Philadelphia Phillies – No. 4
- Infielder / Outfielder
- Born: September 9, 1999 (age 26) Fullerton, California, U.S.
- Bats: RightThrows: Right

MLB debut
- June 7, 2025, for the Philadelphia Phillies

MLB statistics (through May 20, 2026)
- Batting average: .216
- Home runs: 8
- Runs batted in: 28
- Stats at Baseball Reference

Teams
- Philadelphia Phillies (2025–present);

= Otto Kemp =

American baseball player (born 1999)

Otto Severson Kemp (born September 9, 1999) is an American professional baseball utility player for the Philadelphia Phillies of Major League Baseball (MLB). He made his MLB debut in 2025.

==Career==
Kemp attended Troy High School in Fullerton, California and played college baseball at Point Loma Nazarene University. During the summer of 2021, he played for the St. Cloud Rox of the Northwoods League, setting a then-record of 58 runs scored in a season, making the 2021 All-Star Game, and contributing to the Rox making the championship game. Kemp signed with the Philadelphia Phillies as an undrafted free agent in 2022.

Kemp spent his first professional season with the rookie-level Florida Complex League Phillies and Single-A Clearwater Threshers. He played 2023 with Clearwater and the High-A Jersey Shore BlueClaws and 2024 with Clearwater, Jersey Shore, the Double-A Reading Fightin Phils and Triple-A Lehigh Valley IronPigs. After the 2024 season he played in the Arizona Fall League for the Glendale Desert Dogs. Returning to Triple-A to start the 2025 season, Kemp was named the International League Player of the Month for April, slashing .330/.421/.711 during the month.

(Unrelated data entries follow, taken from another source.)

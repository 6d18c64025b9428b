//! Collaborator traits implemented by the backend adapters.

use std::sync::Arc;

use async_trait::async_trait;

use crate::{AuthOutcome, BotStatus, Identity, RemoteCommand, Settings, UserId};

/// Password-gated session against the hosted auth service.
#[async_trait]
pub trait AuthProvider: Send + Sync {
    /// Log in with the shared secret, creating the account on first use.
    async fn authenticate(&self, secret: &str) -> AuthOutcome;

    /// End the current session. Never fails; local state is always cleared.
    async fn end_session(&self);

    /// The signed-in user, if any.
    async fn current_user(&self) -> Option<Identity>;
}

/// Per-user settings persisted in the hosted database.
#[async_trait]
pub trait SettingsStore: Send + Sync {
    /// Load settings; `None` when there is no row or the load failed.
    async fn load(&self, user_id: &UserId) -> Option<Settings>;

    /// Upsert settings; `false` when the write failed.
    async fn save(&self, user_id: &UserId, settings: &Settings) -> bool;
}

/// Remote control queue written by the chat bot.
#[async_trait]
pub trait CommandSource: Send + Sync {
    /// Unprocessed commands, oldest first. Empty on failure.
    async fn list_unprocessed(&self, user_id: &UserId) -> Vec<RemoteCommand>;

    /// Flag a command as handled.
    async fn mark_processed(&self, command_id: &str);

    /// Publish the current progress snapshot.
    async fn publish_status(&self, user_id: &UserId, status: &BotStatus);
}

/// Outbound chat notification.
#[async_trait]
pub trait Notifier: Send + Sync {
    /// Send a message; `false` when it was skipped or failed.
    async fn send(&self, text: &str) -> bool;

    /// Whether sends can reach the service at all.
    ///
    /// A notifier missing its credentials reports `false` and skips every
    /// send.
    fn is_ready(&self) -> bool {
        true
    }
}

#[async_trait]
impl<N: Notifier + ?Sized> Notifier for Arc<N> {
    async fn send(&self, text: &str) -> bool {
        (**self).send(text).await
    }

    fn is_ready(&self) -> bool {
        (**self).is_ready()
    }
}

On June 7, 2025, Kemp was selected to the 40-man roster and promoted to the major leagues for the first time, replacing an injured Bryce Harper, and debuted at third base. He was the first undrafted position player to debut with the Phillies since Jeff Grotewold in 1992. On June 9, Kemp recorded his first career hit when hit a single into left field off of pitcher Matthew Boyd in the bottom of the fifth inning. In the same game, Kemp recorded his first multi-hit game with three hits by going 3-for-5 in a Phillies 4-3 victory in extra innings over the Chicago Cubs. On June 27, Kemp recorded his first career home run, a three-run shot off Atlanta Braves starter Bryce Elder in the top of the third inning. He made 62 appearances for Philadelphia during his rookie campaign, batting .234/.298/.411 with eight home runs, 28 RBI, and two stolen bases. On October 17, it was announced that Kemp would require surgeries to repair a fractured kneecap and some damage in his left shoulder.

==Personal life==
Kemp's parents are Rob and Diane. He has three siblings, including an older sister who is a life coach. His elder brother Sam also attended and played baseball at Troy. Kemp's wife is Lily Kemp.